One of the key reasons for using an industrial robot to automate a process is to improve product quality, through increased reliability and accuracy. But for robots to be truly reliable and safe, engineers should ensure they have the correct power solutions.
In a survey conducted by the journal Science Robotics, researchers revealed that power and energy sources represent one of the most challenging areas of robotics research. With a multitude of potential applications, this is particularly important for robots operating outside the confines of a cage, untethered from an electrical outlet and working alongside human employees.
For instance, autonomous mobile robots and automated guided vehicles—such as Omron’s series of LD self-navigating autonomous intelligent vehicles and Kuka’s KMR series of mobile robots—have become commonplace sights at trade shows and in industry. Because they can’t constantly connect to a power supply like a traditional industrial robot, their power requirements are far more complex.

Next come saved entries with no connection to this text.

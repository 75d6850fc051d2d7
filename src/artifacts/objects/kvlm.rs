//! Key-value list with message
//!
//! The text structure shared by commit and tag objects: a run of
//! `key value` header lines, a blank line, then a free-text message.
//!
//! ## Format
//!
//! ```text
//! tree 29ff16c9c14e2652b22f8b78bb08a5a07930c147
//! parent 206941306e8a8af65b66eaaaea388a7ae24d49a0
//! author Alice <alice@example.com> 1527025023 +0200
//!
//! Initial commit
//! ```
//!
//! Values may span lines: every line after the first is emitted with a
//! single leading space, and folded back with an embedded newline on parse.
//! Repeated keys (such as the parents of a merge commit) accumulate into a
//! value list in encounter order. Key order, intra-key value order, and
//! unknown keys all survive a parse/serialize round trip byte for byte.
//!
//! The message is held under a reserved empty key so it travels through the
//! same field list as everything else, but it is always serialized last,
//! after the blank separator line.

use bytes::Bytes;

/// Reserved key holding the trailing free-text message
const MESSAGE_KEY: &[u8] = b"";

/// Order-preserving multimap backing commit and tag objects
///
/// Implemented as a sequence of `(key, values)` pairs rather than a hash
/// map: both the key order and the order of values within a repeated key
/// are part of the on-disk contract.
#[derive(Debug, Clone, Default, PartialEq, Eq)]
pub struct Kvlm {
    fields: Vec<(Bytes, Vec<Bytes>)>,
}

impl Kvlm {
    /// Parse the payload of a commit or tag object
    ///
    /// Scans header lines until the blank separator; everything after it is
    /// the verbatim message. Continuation lines (single leading space) are
    /// un-indented and folded into the current value with a newline.
    pub fn parse(data: &[u8]) -> anyhow::Result<Self> {
        let mut kvlm = Kvlm::default();
        let mut pos = 0;

        loop {
            if pos >= data.len() {
                // headers ran out without a separator line: empty message
                kvlm.fields.push((Bytes::new(), vec![Bytes::new()]));
                break;
            }

            if data[pos] == b'\n' {
                // blank line: the rest of the payload is the message
                let message = Bytes::copy_from_slice(&data[pos + 1..]);
                kvlm.fields.push((Bytes::new(), vec![message]));
                break;
            }

            let line_end = find_byte(data, pos, b'\n').unwrap_or(data.len());
            let space = match find_byte(&data[..line_end], pos, b' ') {
                Some(space) => space,
                None => anyhow::bail!("malformed header line: missing key separator"),
            };

            let key = Bytes::copy_from_slice(&data[pos..space]);
            if key.is_empty() {
                anyhow::bail!("malformed header line: empty key");
            }

            // Collect the value, folding continuation lines
            let mut value = Vec::new();
            let mut cursor = space + 1;
            loop {
                let nl = find_byte(data, cursor, b'\n').unwrap_or(data.len());
                value.extend_from_slice(&data[cursor..nl]);

                if nl + 1 < data.len() && data[nl + 1] == b' ' {
                    value.push(b'\n');
                    cursor = nl + 2;
                } else {
                    pos = (nl + 1).min(data.len());
                    break;
                }
            }

            kvlm.push(key, Bytes::from(value));
        }

        Ok(kvlm)
    }

    /// Serialize back to the on-disk payload
    ///
    /// Keys are emitted in stored order, each value on its own header line
    /// with embedded newlines indented by one space; the message always
    /// comes last, after the blank separator.
    pub fn serialize(&self) -> Bytes {
        let mut out = Vec::new();

        for (key, values) in &self.fields {
            if key.as_ref() == MESSAGE_KEY {
                continue;
            }

            for value in values {
                out.extend_from_slice(key);
                out.push(b' ');
                for &byte in value.iter() {
                    out.push(byte);
                    if byte == b'\n' {
                        out.push(b' ');
                    }
                }
                out.push(b'\n');
            }
        }

        out.push(b'\n');
        out.extend_from_slice(&self.message());

        Bytes::from(out)
    }

    /// Append a value under the given key, preserving encounter order
    ///
    /// A repeated key extends its existing value list; it is never
    /// overwritten.
    pub fn push(&mut self, key: Bytes, value: Bytes) {
        match self.fields.iter_mut().find(|(k, _)| k == &key) {
            Some((_, values)) => values.push(value),
            None => self.fields.push((key, vec![value])),
        }
    }

    pub fn set_message(&mut self, message: Bytes) {
        match self
            .fields
            .iter_mut()
            .find(|(k, _)| k.as_ref() == MESSAGE_KEY)
        {
            Some((_, values)) => *values = vec![message],
            None => self.fields.push((Bytes::new(), vec![message])),
        }
    }

    /// All values stored under a key, in original order
    pub fn get(&self, key: &[u8]) -> Option<&[Bytes]> {
        self.fields
            .iter()
            .find(|(k, _)| k.as_ref() == key)
            .map(|(_, values)| values.as_slice())
    }

    /// First value stored under a key
    pub fn first(&self, key: &[u8]) -> Option<&Bytes> {
        self.get(key).and_then(|values| values.first())
    }

    /// The trailing free-text message (empty if never set)
    pub fn message(&self) -> Bytes {
        self.first(MESSAGE_KEY).cloned().unwrap_or_default()
    }
}

fn find_byte(data: &[u8], from: usize, needle: u8) -> Option<usize> {
    data[from..]
        .iter()
        .position(|&byte| byte == needle)
        .map(|offset| from + offset)
}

The report continues: “Beyond the currently available commercial technologies such as lead-acid, nickel-metal hydride, and lithium-ion batteries, there has already been extensive research on developing next-generation technologies such as fuel cells and supercapacitors.”
Losing it All
If any robot—collaborative, mobile or traditional—were to lose power mid-application, it could have a devastating effect. For industries such as food and beverage or pharmaceuticals, downtime can result in loss of product and profit. For robots in the medical sector, loss of power could result in surgeons having to operate manually, which may not be as accurate, in turn increasing potential risk. More likely, it would result in the surgery being cancelled.
In addition, power failure can also mean a robot loses calibration and mastering values. Calibration establishes the parameters in the kinematic structure of a robot, such as the position of its joints, tool-center-point (TCP) positions and joint lengths.
Knowing its Origins
A robot’s origin position is a vital part of the set-up process because it instructs the machine on what position it should return to when it rests. The memory for where each axis should be is stored in the robot battery. Without the position, every path trajectory will be off, resulting in inaccurate actions that can damage equipment or even hurt nearby workers.
If the battery fails mid-process, the operator must reprogram the robot’s origin position before restarting the application. Retraining can take a considerable amount of time to ensure all axes are aligned correctly, resulting in further production downtime.
To avoid the need for re-programming and retraining, operators should ensure that the robot returns to its origin position when it powers down. This means that should the battery fail during start-up, the robot is already in its origin position.
Addressing Power Needs
As robots become increasingly more intuitive, their power demands also become significantly greater. To complete more complex tasks, robots may be fitted with an array of sensors to detect variations in light, sound, temperature, and distance. Each of these sensors places a greater demand on power, meaning a more effective solution may be required.
When considering potential battery options for your robot, there are several options available. However, Li-Ion (lithium-ion battery), Li-Poly (lithium polymer), and NiMH (nickel-metal hydride) are normally considered to be the most suitable for robots with high power requirements.
While industrial robots continue to improve productivity, competitiveness, and overall process automation, if they are not supplied with adequate power manufacturers, they could face additional problems. When a design engineer or systems integrator begins work on a new robot project, he or she should consider power supply at the outset to ensure that the project bears fruit in the way the end user would want.